The price of Brent crude – the international benchmark for oil – spiked as much as five per cent to $110 per barrel as energy facilities across the Gulf faced evacuation following the latest threats from Iran.
The regime in Tehran sent out a stark warning to several oil facilities across Saudi Arabia, the UAE, and Qatar that they had become “direct and legitimate targets and will be targeted” in mere hours.
Gas prices also jumped on the news with Europe’s benchmark contract, the Dutch TTF, soaring over eight per cent to €56 per MWh.
Analysts at Schroders warned the UK was particularly vulnerable to a spike in gas prices given stockpiles were around 40 per cent lower than at the time of Russia’s full-scale invasion of Ukraine.
Kathleen Brooks, research director at XTB, said: “Markets are back in panic mode…
“The risk is that an oil shipping crisis is morphing into an oil supply crisis. Unsurprisingly, this has spooked a market that was wiling to grasp hopeful signs that tankers were slowly getting through the Strait of Hormuz.”

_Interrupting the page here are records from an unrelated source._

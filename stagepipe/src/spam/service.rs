//! Mail collaborators and an in-memory implementation.
//!
//! The traits model the three remote calls the spam report depends on. Each
//! has a hard limit that the pipeline has to respect: a message lookup takes
//! at most [`ServiceLimits::max_users_batch`] users per call, and at most
//! [`ServiceLimits::max_spam_requests`] spam checks may run at once.

use super::models::{MsgId, User};
use crate::errors::{ConfigError, ServiceError};
use crate::testing::ConcurrencyProbe;
use async_trait::async_trait;
use rand::Rng;
use regex::Regex;
use serde::{Deserialize, Serialize};
use std::collections::{HashMap, HashSet};
use std::sync::atomic::{AtomicU64, Ordering};
use std::sync::LazyLock;
use std::time::Duration;
use tracing::debug;

#[allow(clippy::expect_used)]
static EMAIL_PATTERN: LazyLock<Regex> = LazyLock::new(|| {
    Regex::new(r"^[A-Za-z0-9._%+-]+@[A-Za-z0-9.-]+\.[A-Za-z]{2,}$").expect("email pattern is valid")
});

/// Resolves an email address (or alias) to its canonical user.
#[cfg_attr(test, mockall::automock)]
#[async_trait]
pub trait UserDirectory: Send + Sync {
    /// Looks up the user owning `email`.
    async fn get_user(&self, email: String) -> Result<User, ServiceError>;
}

/// Lists the messages of a group of users.
#[cfg_attr(test, mockall::automock)]
#[async_trait]
pub trait MessageStore: Send + Sync {
    /// Returns the message ids of every user in `users`.
    async fn get_messages(&self, users: Vec<User>) -> Result<Vec<MsgId>, ServiceError>;
}

/// Classifies a single message.
#[cfg_attr(test, mockall::automock)]
#[async_trait]
pub trait SpamChecker: Send + Sync {
    /// Returns whether the message is spam.
    async fn has_spam(&self, id: MsgId) -> Result<bool, ServiceError>;
}

/// Hard limits enforced by [`MailService`].
#[derive(Debug, Clone, Copy, PartialEq, Eq, Serialize, Deserialize)]
pub struct ServiceLimits {
    /// Most users accepted by one `get_messages` call.
    #[serde(default = "default_max_users_batch")]
    pub max_users_batch: usize,
    /// Most `has_spam` calls allowed in flight at once.
    #[serde(default = "default_max_spam_requests")]
    pub max_spam_requests: usize,
}

const fn default_max_users_batch() -> usize {
    2
}

const fn default_max_spam_requests() -> usize {
    5
}

impl Default for ServiceLimits {
    fn default() -> Self {
        Self {
            max_users_batch: default_max_users_batch(),
            max_spam_requests: default_max_spam_requests(),
        }
    }
}

/// Simulated per-call latency, drawn uniformly from `min_ms..=max_ms`.
#[derive(Debug, Clone, Copy, Default, PartialEq, Eq, Serialize, Deserialize)]
pub struct Latency {
    /// Lower bound in milliseconds.
    pub min_ms: u64,
    /// Upper bound in milliseconds.
    pub max_ms: u64,
}

impl Latency {
    /// No delay at all.
    #[must_use]
    pub const fn none() -> Self {
        Self { min_ms: 0, max_ms: 0 }
    }

    /// A fixed delay.
    #[must_use]
    pub const fn fixed(ms: u64) -> Self {
        Self { min_ms: ms, max_ms: ms }
    }

    /// A random delay within a range.
    #[must_use]
    pub const fn between(min_ms: u64, max_ms: u64) -> Self {
        Self { min_ms, max_ms }
    }

    async fn wait(&self) {
        if self.max_ms == 0 {
            return;
        }
        let ms = if self.min_ms >= self.max_ms {
            self.min_ms
        } else {
            rand::thread_rng().gen_range(self.min_ms..=self.max_ms)
        };
        tokio::time::sleep(Duration::from_millis(ms)).await;
    }
}

/// Call counters kept by [`MailService`].
#[derive(Debug, Default)]
pub struct ServiceStats {
    user_lookups: AtomicU64,
    message_batches: AtomicU64,
    spam_checks: AtomicU64,
    rejected: AtomicU64,
}

impl ServiceStats {
    /// `get_user` calls.
    #[must_use]
    pub fn user_lookups(&self) -> u64 {
        self.user_lookups.load(Ordering::Relaxed)
    }

    /// `get_messages` calls.
    #[must_use]
    pub fn message_batches(&self) -> u64 {
        self.message_batches.load(Ordering::Relaxed)
    }

    /// `has_spam` calls.
    #[must_use]
    pub fn spam_checks(&self) -> u64 {
        self.spam_checks.load(Ordering::Relaxed)
    }

    /// Calls rejected for exceeding a limit.
    #[must_use]
    pub fn rejected(&self) -> u64 {
        self.rejected.load(Ordering::Relaxed)
    }
}

/// In-memory mail backend implementing every collaborator trait.
#[derive(Debug)]
pub struct MailService {
    users: HashMap<String, User>,
    aliases: HashMap<String, String>,
    mailboxes: HashMap<u64, Vec<MsgId>>,
    spam: HashSet<MsgId>,
    limits: ServiceLimits,
    latency: Latency,
    stats: ServiceStats,
    spam_probe: ConcurrencyProbe,
}

impl MailService {
    /// Starts building a service.
    #[must_use]
    pub fn builder() -> MailServiceBuilder {
        MailServiceBuilder::default()
    }

    /// A small fixed dataset with aliases and a few spam messages.
    ///
    /// | user | aliases | messages (spam marked *) |
    /// |------|---------|--------------------------|
    /// | 1 alice@mail.ru | alice.smith@mail.ru | 101*, 102 |
    /// | 2 bob@mail.ru | | 201 |
    /// | 3 carol@mail.ru | c.jones@mail.ru | 301*, 302*, 303 |
    /// | 4 dave@mail.ru | | |
    #[must_use]
    pub fn sample(latency: Latency) -> Self {
        let mut builder = Self::builder()
            .user(1, "alice@mail.ru")
            .user(2, "bob@mail.ru")
            .user(3, "carol@mail.ru")
            .user(4, "dave@mail.ru")
            .alias("alice.smith@mail.ru", "alice@mail.ru")
            .alias("c.jones@mail.ru", "carol@mail.ru")
            .latency(latency);
        for (owner, id, spam) in [
            ("alice@mail.ru", 101, true),
            ("alice@mail.ru", 102, false),
            ("bob@mail.ru", 201, false),
            ("carol@mail.ru", 301, true),
            ("carol@mail.ru", 302, true),
            ("carol@mail.ru", 303, false),
        ] {
            builder = builder.message(owner, MsgId(id), spam);
        }

        // the dataset above is internally consistent
        match builder.build() {
            Ok(service) => service,
            Err(err) => unreachable!("sample dataset is invalid: {err}"),
        }
    }

    /// Returns the configured limits.
    #[must_use]
    pub const fn limits(&self) -> ServiceLimits {
        self.limits
    }

    /// Returns the call counters.
    #[must_use]
    pub const fn stats(&self) -> &ServiceStats {
        &self.stats
    }

    /// Highest number of simultaneous `has_spam` calls observed.
    #[must_use]
    pub fn peak_spam_requests(&self) -> usize {
        self.spam_probe.peak()
    }

    fn reject(&self, err: ServiceError) -> ServiceError {
        self.stats.rejected.fetch_add(1, Ordering::Relaxed);
        debug!(error = %err, "Mail service rejected a call");
        err
    }
}

#[async_trait]
impl UserDirectory for MailService {
    async fn get_user(&self, email: String) -> Result<User, ServiceError> {
        self.stats.user_lookups.fetch_add(1, Ordering::Relaxed);
        self.latency.wait().await;

        if !EMAIL_PATTERN.is_match(&email) {
            return Err(ServiceError::invalid_input(email, "not an email address"));
        }
        let canonical = self.aliases.get(&email).unwrap_or(&email);
        self.users
            .get(canonical)
            .cloned()
            .ok_or_else(|| ServiceError::not_found(email))
    }
}

#[async_trait]
impl MessageStore for MailService {
    async fn get_messages(&self, users: Vec<User>) -> Result<Vec<MsgId>, ServiceError> {
        self.stats.message_batches.fetch_add(1, Ordering::Relaxed);
        if users.len() > self.limits.max_users_batch {
            return Err(self.reject(ServiceError::BatchTooLarge {
                size: users.len(),
                max: self.limits.max_users_batch,
            }));
        }
        self.latency.wait().await;

        Ok(users
            .iter()
            .filter_map(|user| self.mailboxes.get(&user.id))
            .flatten()
            .copied()
            .collect())
    }
}

#[async_trait]
impl SpamChecker for MailService {
    async fn has_spam(&self, id: MsgId) -> Result<bool, ServiceError> {
        self.stats.spam_checks.fetch_add(1, Ordering::Relaxed);
        let _guard = self.spam_probe.enter();
        if self.spam_probe.current() > self.limits.max_spam_requests {
            return Err(self.reject(ServiceError::TooManyRequests {
                limit: self.limits.max_spam_requests,
            }));
        }
        self.latency.wait().await;

        Ok(self.spam.contains(&id))
    }
}

/// Builder for [`MailService`].
#[derive(Debug, Default)]
pub struct MailServiceBuilder {
    users: Vec<User>,
    aliases: Vec<(String, String)>,
    messages: Vec<(String, MsgId, bool)>,
    limits: ServiceLimits,
    latency: Latency,
}

impl MailServiceBuilder {
    /// Registers a user under its canonical address.
    #[must_use]
    pub fn user(mut self, id: u64, email: impl Into<String>) -> Self {
        self.users.push(User::new(id, email));
        self
    }

    /// Registers an alternative address for an existing user.
    #[must_use]
    pub fn alias(mut self, alias: impl Into<String>, canonical: impl Into<String>) -> Self {
        self.aliases.push((alias.into(), canonical.into()));
        self
    }

    /// Adds a message to the mailbox of `owner` (canonical address).
    #[must_use]
    pub fn message(mut self, owner: impl Into<String>, id: MsgId, spam: bool) -> Self {
        self.messages.push((owner.into(), id, spam));
        self
    }

    /// Sets the limits.
    #[must_use]
    pub const fn limits(mut self, limits: ServiceLimits) -> Self {
        self.limits = limits;
        self
    }

    /// Sets the simulated latency.
    #[must_use]
    pub const fn latency(mut self, latency: Latency) -> Self {
        self.latency = latency;
        self
    }

    /// Builds the service.
    ///
    /// # Errors
    ///
    /// Returns an error if an alias or message references an unknown user,
    /// or a limit is zero.
    pub fn build(self) -> Result<MailService, ConfigError> {
        if self.limits.max_users_batch == 0 {
            return Err(ConfigError::must_be_positive("max_users_batch"));
        }
        if self.limits.max_spam_requests == 0 {
            return Err(ConfigError::must_be_positive("max_spam_requests"));
        }

        let users: HashMap<String, User> = self
            .users
            .into_iter()
            .map(|user| (user.email.clone(), user))
            .collect();

        let mut aliases = HashMap::new();
        for (alias, canonical) in self.aliases {
            if !users.contains_key(&canonical) {
                return Err(ConfigError::new("aliases", format!("'{alias}' points to unknown user '{canonical}'")));
            }
            aliases.insert(alias, canonical);
        }

        let mut mailboxes: HashMap<u64, Vec<MsgId>> = HashMap::new();
        let mut spam = HashSet::new();
        for (owner, id, is_spam) in self.messages {
            let Some(user) = users.get(&owner) else {
                return Err(ConfigError::new("messages", format!("message {id} belongs to unknown user '{owner}'")));
            };
            mailboxes.entry(user.id).or_default().push(id);
            if is_spam {
                spam.insert(id);
            }
        }

        Ok(MailService {
            users,
            aliases,
            mailboxes,
            spam,
            limits: self.limits,
            latency: self.latency,
            stats: ServiceStats::default(),
            spam_probe: ConcurrencyProbe::new(),
        })
    }
}

#[cfg(test)]
mod tests {
    use super::*;
    use pretty_assertions::assert_eq;
    use std::sync::Arc;

    #[tokio::test]
    async fn test_alias_resolves_to_canonical_user() {
        let service = MailService::sample(Latency::none());

        let direct = service.get_user("alice@mail.ru".to_string()).await.unwrap();
        let aliased = service.get_user("alice.smith@mail.ru".to_string()).await.unwrap();

        assert_eq!(direct, aliased);
        assert_eq!(direct.id, 1);
        assert_eq!(service.stats().user_lookups(), 2);
    }

    #[tokio::test]
    async fn test_unknown_and_malformed_addresses() {
        let service = MailService::sample(Latency::none());

        let err = service.get_user("nobody@mail.ru".to_string()).await.unwrap_err();
        assert_eq!(err.kind(), "not_found");

        let err = service.get_user("not-an-email".to_string()).await.unwrap_err();
        assert_eq!(err.kind(), "invalid_input");
    }

    #[tokio::test]
    async fn test_get_messages_respects_batch_limit() {
        let service = MailService::sample(Latency::none());
        let users = vec![
            User::new(1, "alice@mail.ru"),
            User::new(3, "carol@mail.ru"),
        ];

        let ids = service.get_messages(users.clone()).await.unwrap();
        assert_eq!(ids, vec![MsgId(101), MsgId(102), MsgId(301), MsgId(302), MsgId(303)]);

        let mut too_many = users;
        too_many.push(User::new(2, "bob@mail.ru"));
        let err = service.get_messages(too_many).await.unwrap_err();
        assert_eq!(err, ServiceError::BatchTooLarge { size: 3, max: 2 });
        assert_eq!(service.stats().rejected(), 1);
    }

    #[tokio::test]
    async fn test_has_spam() {
        let service = MailService::sample(Latency::none());
        assert!(service.has_spam(MsgId(301)).await.unwrap());
        assert!(!service.has_spam(MsgId(303)).await.unwrap());
        assert_eq!(service.stats().spam_checks(), 2);
    }

    #[tokio::test(flavor = "multi_thread", worker_threads = 4)]
    async fn test_has_spam_rejects_over_limit() {
        let service = Arc::new(MailService::sample(Latency::fixed(50)));

        let calls: Vec<_> = (0..8)
            .map(|i| {
                let service = Arc::clone(&service);
                tokio::spawn(async move { service.has_spam(MsgId(100 + i)).await })
            })
            .collect();

        let mut rejected = 0;
        for call in calls {
            if let Err(ServiceError::TooManyRequests { limit }) = call.await.unwrap() {
                assert_eq!(limit, 5);
                rejected += 1;
            }
        }

        assert!(rejected >= 1, "8 simultaneous checks should exceed the limit of 5");
        assert_eq!(service.stats().rejected(), rejected);
    }

    #[test]
    fn test_builder_validation() {
        let err = MailService::builder()
            .user(1, "a@mail.ru")
            .alias("b@mail.ru", "missing@mail.ru")
            .build()
            .unwrap_err();
        assert_eq!(err.field, "aliases");

        let err = MailService::builder()
            .message("ghost@mail.ru", MsgId(1), false)
            .build()
            .unwrap_err();
        assert_eq!(err.field, "messages");

        let err = MailService::builder()
            .limits(ServiceLimits {
                max_users_batch: 0,
                max_spam_requests: 5,
            })
            .build()
            .unwrap_err();
        assert_eq!(err.field, "max_users_batch");
    }

    #[tokio::test]
    async fn test_latency_range() {
        let started = std::time::Instant::now();
        Latency::between(5, 10).wait().await;
        assert!(started.elapsed() >= Duration::from_millis(5));
    }
}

The FTSE 100, which started out the day on the front foot, quickly tumbled into the red as tensions escalated, falling over one per cent to 10,290.00p.

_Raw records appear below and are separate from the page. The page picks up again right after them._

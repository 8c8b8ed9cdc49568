//! Fan-out deduplication stage.

use super::Stage;
use crate::errors::ServiceError;
use crate::stream::{Inbox, Outbox};
use crate::tasks::{TaskGroup, TaskGroupSummary};
use async_trait::async_trait;
use parking_lot::Mutex;
use std::collections::HashSet;
use std::fmt::Debug;
use std::hash::Hash;
use std::sync::Arc;
use tracing::{debug, enabled, warn, Level};

/// A record with a canonical identity.
pub trait Identified {
    /// The identity key. Two records with equal keys are duplicates.
    type Key: Eq + Hash + Debug + Send + 'static;

    /// Returns the record's identity key.
    fn identity(&self) -> Self::Key;
}

/// Resolves a raw input into a canonical record.
#[async_trait]
pub trait IdentityResolver: Send + Sync + 'static {
    /// The raw input type.
    type Input: Debug + Send + 'static;
    /// The resolved record type.
    type Record: Identified + Send + 'static;

    /// Resolves one input.
    async fn resolve(&self, input: Self::Input) -> Result<Self::Record, ServiceError>;
}

/// Resolves every input concurrently and forwards one record per identity.
///
/// One task is spawned per input with no upper bound. When several inputs
/// resolve to the same identity, whichever task claims the key first is
/// forwarded and the rest are suppressed. Inputs that fail to resolve are
/// dropped.
pub struct DedupStage<R: IdentityResolver> {
    name: String,
    resolver: Arc<R>,
}

impl<R: IdentityResolver> DedupStage<R> {
    /// Creates a new dedup stage.
    pub fn new(name: impl Into<String>, resolver: R) -> Self {
        Self::from_arc(name, Arc::new(resolver))
    }

    /// Creates a dedup stage around a shared resolver.
    pub fn from_arc(name: impl Into<String>, resolver: Arc<R>) -> Self {
        Self {
            name: name.into(),
            resolver,
        }
    }
}

impl<R: IdentityResolver> Debug for DedupStage<R> {
    fn fmt(&self, f: &mut std::fmt::Formatter<'_>) -> std::fmt::Result {
        f.debug_struct("DedupStage")
            .field("name", &self.name)
            .finish()
    }
}

#[async_trait]
impl<R: IdentityResolver> Stage for DedupStage<R> {
    type Input = R::Input;
    type Output = R::Record;

    fn name(&self) -> &str {
        &self.name
    }

    async fn run(&self, input: &mut Inbox<R::Input>, output: &Outbox<R::Record>) -> TaskGroupSummary {
        // Scoped to this run; no task keeps a reference past the check-and-mark.
        let seen: Arc<Mutex<HashSet<<R::Record as Identified>::Key>>> =
            Arc::new(Mutex::new(HashSet::new()));
        let mut group = TaskGroup::new(self.name.clone());

        while let Some(item) = input.recv().await {
            let resolver = Arc::clone(&self.resolver);
            let seen = Arc::clone(&seen);
            let output = output.clone();
            let stage = self.name.clone();

            group.spawn(async move {
                let label = enabled!(Level::WARN)
                    .then(|| format!("{item:?}"))
                    .unwrap_or_default();
                let record = match resolver.resolve(item).await {
                    Ok(record) => record,
                    Err(err) => {
                        warn!(
                            stage = %stage,
                            item = %label,
                            error = %err,
                            kind = err.kind(),
                            "Resolution failed; dropping item"
                        );
                        return;
                    }
                };

                let key = record.identity();
                let first = seen.lock().insert(key);
                if !first {
                    debug!(stage = %stage, item = %label, "Duplicate identity suppressed");
                    return;
                }

                if output.send(record).await.is_err() {
                    debug!(stage = %stage, item = %label, "Downstream closed; dropping record");
                }
            });
        }

        group.join_all().await
    }
}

Markets ‘shook out of complacent mode’
Neil Wilson, investor strategist at Saxo Markets, said: “Stocks have turned lower as oil breaks higher out of the one-week range….
“Markets are being shaken out of complacent mode we have seen the last three sessions.”
The continued blockage of the Strait of Hormuz – through which a fifth of the global oil supply flows – has also kept prices elevated in the last week.
On Wednesday, President Donald Trump threatened to leave responsibility for opening the Strait to America’s allies, following refusals to provide the US military with support.
“I wonder what would happen if we ‘finished off’ what’s left of the Iranian Terror State, and let the Countries that use it, we don’t, be responsible for the so called ‘Strait?” the President wrote on Truth Social.
“That would get some of our non-responsive “Allies” in gear, and fast!!!”
On Wednesday, Chancellor Rachel Reeves said it was “frustrating” that trade passing through the Middle East had not fully resumed.
She appeared to take a swipe at the US administration as she said: “There doesn’t seem to be a plan for what to do now after the very predictable closure of the Strait of Hormuz.”
Energy support package
The government has said energy support packages were “under review”, with high public sector debt levels and pressures on public finances reducing the probability of that the government will announce a sweeping subsidy scheme worth billions of pounds.
A persistent rise in oil prices is set to unnerve Treasury and Bank of England officials making calculations on both the economic and political impacts of the war.
The Bank of England is expected to hold interest rates in a decision to be confirmed at 12pm given fears that higher energy prices could lead to inflation bouncing higher.
City economists have suggested that Bank officials would have been inclined to cut rates had the war not started.
“We ultimately think the Bank of England will look through this inflation shock and continue cutting rates over time. But the timing has become more uncertain, and it’s possible the Bank delays cuts until late this year or even next,” said Peder Beck-Friis, an economist at PIMCO.
Analysis added that inflation could exceed three per cent by the end of the year if prices stayed where they were while Pantheon Macroeconomics researchers said inflation could top five per cent if oil prices rose to $150 per barrel.